--- Records for processing ---

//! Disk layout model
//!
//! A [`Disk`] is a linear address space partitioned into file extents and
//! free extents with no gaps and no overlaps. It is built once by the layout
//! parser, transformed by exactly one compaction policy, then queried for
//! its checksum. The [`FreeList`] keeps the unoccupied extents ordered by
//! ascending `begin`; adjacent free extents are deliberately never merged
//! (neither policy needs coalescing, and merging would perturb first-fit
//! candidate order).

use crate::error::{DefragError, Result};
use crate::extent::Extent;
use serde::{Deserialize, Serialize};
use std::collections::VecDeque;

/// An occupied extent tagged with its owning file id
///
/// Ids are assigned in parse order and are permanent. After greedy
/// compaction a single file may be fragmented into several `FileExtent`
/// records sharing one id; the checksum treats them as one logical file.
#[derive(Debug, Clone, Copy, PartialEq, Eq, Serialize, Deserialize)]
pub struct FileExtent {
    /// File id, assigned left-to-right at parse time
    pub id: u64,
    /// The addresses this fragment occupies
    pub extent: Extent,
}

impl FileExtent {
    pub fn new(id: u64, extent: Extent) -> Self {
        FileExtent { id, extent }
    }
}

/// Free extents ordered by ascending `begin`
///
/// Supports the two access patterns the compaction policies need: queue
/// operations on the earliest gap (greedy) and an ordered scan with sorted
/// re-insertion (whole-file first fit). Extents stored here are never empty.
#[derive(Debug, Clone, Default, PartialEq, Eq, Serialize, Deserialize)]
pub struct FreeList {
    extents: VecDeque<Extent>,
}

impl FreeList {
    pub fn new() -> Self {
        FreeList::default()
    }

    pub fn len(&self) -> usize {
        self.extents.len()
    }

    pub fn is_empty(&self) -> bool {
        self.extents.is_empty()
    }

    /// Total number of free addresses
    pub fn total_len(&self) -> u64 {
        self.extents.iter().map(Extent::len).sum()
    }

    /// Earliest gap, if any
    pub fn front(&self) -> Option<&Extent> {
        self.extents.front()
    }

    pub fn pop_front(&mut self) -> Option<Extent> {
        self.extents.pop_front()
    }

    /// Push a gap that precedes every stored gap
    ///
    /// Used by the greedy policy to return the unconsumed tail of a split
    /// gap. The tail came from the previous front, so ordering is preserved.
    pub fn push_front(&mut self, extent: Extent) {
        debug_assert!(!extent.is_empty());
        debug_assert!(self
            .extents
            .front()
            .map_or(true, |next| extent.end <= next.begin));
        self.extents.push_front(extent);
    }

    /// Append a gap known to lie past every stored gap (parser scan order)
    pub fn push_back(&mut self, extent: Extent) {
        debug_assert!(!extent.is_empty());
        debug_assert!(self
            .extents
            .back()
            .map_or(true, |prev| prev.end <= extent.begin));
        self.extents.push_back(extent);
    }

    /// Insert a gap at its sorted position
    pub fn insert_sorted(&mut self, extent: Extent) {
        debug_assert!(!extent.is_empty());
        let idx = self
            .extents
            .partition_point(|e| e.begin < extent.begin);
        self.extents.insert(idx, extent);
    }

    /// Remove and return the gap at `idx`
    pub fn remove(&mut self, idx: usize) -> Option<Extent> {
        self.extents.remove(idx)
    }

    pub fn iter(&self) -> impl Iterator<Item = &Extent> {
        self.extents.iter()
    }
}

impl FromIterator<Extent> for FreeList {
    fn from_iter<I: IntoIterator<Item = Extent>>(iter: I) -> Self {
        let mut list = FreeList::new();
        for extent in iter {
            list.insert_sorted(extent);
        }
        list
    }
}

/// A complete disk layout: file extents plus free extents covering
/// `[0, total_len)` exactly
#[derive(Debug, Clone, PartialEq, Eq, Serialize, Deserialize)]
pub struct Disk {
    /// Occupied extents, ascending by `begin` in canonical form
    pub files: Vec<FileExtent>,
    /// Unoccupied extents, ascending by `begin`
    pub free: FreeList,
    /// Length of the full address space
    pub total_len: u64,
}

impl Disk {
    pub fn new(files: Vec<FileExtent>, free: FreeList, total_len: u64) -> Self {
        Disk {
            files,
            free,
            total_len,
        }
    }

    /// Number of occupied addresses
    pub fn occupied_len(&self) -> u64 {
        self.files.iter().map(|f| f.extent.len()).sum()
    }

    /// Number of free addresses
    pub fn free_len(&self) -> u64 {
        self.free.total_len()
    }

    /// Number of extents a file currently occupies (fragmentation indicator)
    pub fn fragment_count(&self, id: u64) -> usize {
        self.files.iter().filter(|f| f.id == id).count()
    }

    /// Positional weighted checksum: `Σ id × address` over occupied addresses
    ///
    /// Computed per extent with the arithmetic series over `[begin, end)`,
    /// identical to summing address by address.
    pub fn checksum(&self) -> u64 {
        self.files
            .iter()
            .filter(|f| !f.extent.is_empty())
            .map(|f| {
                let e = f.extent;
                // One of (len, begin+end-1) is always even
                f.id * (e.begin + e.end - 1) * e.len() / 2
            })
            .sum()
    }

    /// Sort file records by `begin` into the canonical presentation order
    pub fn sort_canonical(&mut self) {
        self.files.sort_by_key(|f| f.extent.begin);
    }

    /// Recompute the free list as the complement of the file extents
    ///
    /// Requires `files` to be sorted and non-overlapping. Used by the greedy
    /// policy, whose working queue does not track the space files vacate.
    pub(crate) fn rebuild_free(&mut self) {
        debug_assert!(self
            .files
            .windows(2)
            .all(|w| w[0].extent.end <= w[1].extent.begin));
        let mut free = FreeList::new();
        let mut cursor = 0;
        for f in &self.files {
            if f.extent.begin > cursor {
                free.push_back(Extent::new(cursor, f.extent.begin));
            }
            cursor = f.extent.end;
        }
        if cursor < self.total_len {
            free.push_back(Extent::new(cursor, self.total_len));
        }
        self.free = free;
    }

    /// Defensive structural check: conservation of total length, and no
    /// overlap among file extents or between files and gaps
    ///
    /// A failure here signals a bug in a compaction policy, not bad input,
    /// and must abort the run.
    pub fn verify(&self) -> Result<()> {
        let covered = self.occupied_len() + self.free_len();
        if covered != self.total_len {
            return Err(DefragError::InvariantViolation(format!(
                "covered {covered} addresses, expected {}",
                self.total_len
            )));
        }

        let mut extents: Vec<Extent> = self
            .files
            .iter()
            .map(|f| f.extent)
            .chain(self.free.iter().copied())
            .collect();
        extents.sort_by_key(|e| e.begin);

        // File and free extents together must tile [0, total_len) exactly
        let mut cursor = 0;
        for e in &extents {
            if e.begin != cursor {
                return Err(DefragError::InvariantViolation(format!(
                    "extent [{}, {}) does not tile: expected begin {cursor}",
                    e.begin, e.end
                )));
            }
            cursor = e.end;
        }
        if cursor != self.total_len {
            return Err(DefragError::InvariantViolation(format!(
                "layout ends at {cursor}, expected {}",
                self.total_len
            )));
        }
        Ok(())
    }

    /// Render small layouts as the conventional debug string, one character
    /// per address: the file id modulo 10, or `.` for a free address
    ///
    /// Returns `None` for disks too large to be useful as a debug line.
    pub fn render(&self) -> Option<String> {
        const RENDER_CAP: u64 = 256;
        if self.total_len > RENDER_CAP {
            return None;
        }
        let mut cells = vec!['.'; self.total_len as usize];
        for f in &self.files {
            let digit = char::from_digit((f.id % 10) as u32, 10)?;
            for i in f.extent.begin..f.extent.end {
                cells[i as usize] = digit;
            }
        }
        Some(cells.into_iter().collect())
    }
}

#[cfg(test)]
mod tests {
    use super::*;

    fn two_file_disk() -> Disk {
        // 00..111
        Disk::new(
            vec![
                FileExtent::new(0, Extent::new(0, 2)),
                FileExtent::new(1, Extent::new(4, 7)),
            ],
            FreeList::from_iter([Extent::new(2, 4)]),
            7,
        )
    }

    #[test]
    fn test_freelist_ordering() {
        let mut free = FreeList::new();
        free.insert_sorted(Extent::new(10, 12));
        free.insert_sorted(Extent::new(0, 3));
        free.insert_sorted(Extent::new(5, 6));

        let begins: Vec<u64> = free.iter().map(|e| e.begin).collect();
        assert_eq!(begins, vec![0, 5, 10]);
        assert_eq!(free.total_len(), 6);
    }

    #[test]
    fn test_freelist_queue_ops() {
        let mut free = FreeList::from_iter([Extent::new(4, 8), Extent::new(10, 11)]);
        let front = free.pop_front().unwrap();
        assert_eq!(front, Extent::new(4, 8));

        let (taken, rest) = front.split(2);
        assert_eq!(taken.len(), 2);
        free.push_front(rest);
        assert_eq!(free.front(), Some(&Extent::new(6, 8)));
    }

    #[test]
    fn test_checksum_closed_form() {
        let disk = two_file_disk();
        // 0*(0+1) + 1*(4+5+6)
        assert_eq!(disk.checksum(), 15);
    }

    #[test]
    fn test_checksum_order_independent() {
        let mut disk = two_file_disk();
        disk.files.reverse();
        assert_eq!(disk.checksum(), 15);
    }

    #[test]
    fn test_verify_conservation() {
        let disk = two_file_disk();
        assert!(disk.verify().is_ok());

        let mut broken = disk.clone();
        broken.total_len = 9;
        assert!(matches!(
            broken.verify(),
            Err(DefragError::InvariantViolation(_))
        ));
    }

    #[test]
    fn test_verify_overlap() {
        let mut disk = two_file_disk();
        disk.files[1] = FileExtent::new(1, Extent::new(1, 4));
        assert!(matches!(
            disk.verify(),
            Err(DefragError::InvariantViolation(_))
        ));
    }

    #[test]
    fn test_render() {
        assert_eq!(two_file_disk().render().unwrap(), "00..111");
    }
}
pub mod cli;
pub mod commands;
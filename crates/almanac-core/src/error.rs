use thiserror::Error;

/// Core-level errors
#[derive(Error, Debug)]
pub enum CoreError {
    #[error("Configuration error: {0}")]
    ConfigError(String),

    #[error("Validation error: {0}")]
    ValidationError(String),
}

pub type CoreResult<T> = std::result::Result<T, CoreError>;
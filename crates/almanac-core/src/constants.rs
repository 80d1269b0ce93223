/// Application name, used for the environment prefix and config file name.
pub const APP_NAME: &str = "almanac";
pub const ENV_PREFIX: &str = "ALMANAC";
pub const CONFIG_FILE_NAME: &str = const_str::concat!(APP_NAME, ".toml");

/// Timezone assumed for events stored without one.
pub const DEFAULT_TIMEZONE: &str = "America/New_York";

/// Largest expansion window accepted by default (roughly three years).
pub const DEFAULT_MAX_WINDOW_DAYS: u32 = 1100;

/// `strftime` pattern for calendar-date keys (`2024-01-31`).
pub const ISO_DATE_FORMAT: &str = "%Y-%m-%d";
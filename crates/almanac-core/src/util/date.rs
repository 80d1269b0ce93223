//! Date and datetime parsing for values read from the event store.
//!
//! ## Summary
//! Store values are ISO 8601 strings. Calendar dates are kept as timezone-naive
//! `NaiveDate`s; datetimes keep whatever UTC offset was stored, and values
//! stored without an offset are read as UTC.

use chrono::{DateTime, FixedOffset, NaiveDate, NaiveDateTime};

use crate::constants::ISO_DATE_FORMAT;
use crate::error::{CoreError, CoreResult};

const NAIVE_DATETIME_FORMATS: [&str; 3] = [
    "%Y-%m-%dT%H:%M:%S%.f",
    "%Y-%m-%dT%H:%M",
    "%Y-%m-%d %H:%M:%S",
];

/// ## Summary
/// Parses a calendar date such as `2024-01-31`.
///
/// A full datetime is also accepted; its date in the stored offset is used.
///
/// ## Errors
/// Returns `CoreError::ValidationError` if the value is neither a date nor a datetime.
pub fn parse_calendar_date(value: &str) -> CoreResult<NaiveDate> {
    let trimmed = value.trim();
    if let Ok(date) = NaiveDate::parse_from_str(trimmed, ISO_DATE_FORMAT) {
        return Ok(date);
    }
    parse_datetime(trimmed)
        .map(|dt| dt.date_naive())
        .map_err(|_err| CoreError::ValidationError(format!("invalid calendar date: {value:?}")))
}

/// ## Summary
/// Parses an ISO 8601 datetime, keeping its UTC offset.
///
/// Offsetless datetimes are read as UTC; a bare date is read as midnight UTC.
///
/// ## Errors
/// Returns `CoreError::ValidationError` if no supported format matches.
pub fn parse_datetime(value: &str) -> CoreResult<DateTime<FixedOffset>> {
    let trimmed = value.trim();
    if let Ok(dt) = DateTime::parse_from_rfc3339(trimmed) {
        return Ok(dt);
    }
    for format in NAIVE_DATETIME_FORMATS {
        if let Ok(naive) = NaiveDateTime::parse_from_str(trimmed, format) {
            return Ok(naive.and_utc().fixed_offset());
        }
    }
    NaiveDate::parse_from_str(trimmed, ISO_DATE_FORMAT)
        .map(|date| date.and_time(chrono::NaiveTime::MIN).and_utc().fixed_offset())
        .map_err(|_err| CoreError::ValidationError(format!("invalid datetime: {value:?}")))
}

---

Task instructions ▸ Reproduce every line of the entries above, unchanged, from the very first one down to and including the line containing "this fragment occupies".

Result of this exercise ▸
//! Disk layout model
//!
//! A [`Disk`] is a linear address space partitioned into file extents and
//! free extents with no gaps and no overlaps. It is built once by the layout
//! parser, transformed by exactly one compaction policy, then queried for
//! its checksum. The [`FreeList`] keeps the unoccupied extents ordered by
//! ascending `begin`; adjacent free extents are deliberately never merged
//! (neither policy needs coalescing, and merging would perturb first-fit
//! candidate order).

use crate::error::{DefragError, Result};
use crate::extent::Extent;
use serde::{Deserialize, Serialize};
use std::collections::VecDeque;

/// An occupied extent tagged with its owning file id
///
/// Ids are assigned in parse order and are permanent. After greedy
/// compaction a single file may be fragmented into several `FileExtent`
/// records sharing one id; the checksum treats them as one logical file.
#[derive(Debug, Clone, Copy, PartialEq, Eq, Serialize, Deserialize)]
pub struct FileExtent {
    /// File id, assigned left-to-right at parse time
    pub id: u64,
    /// The addresses this fragment occupies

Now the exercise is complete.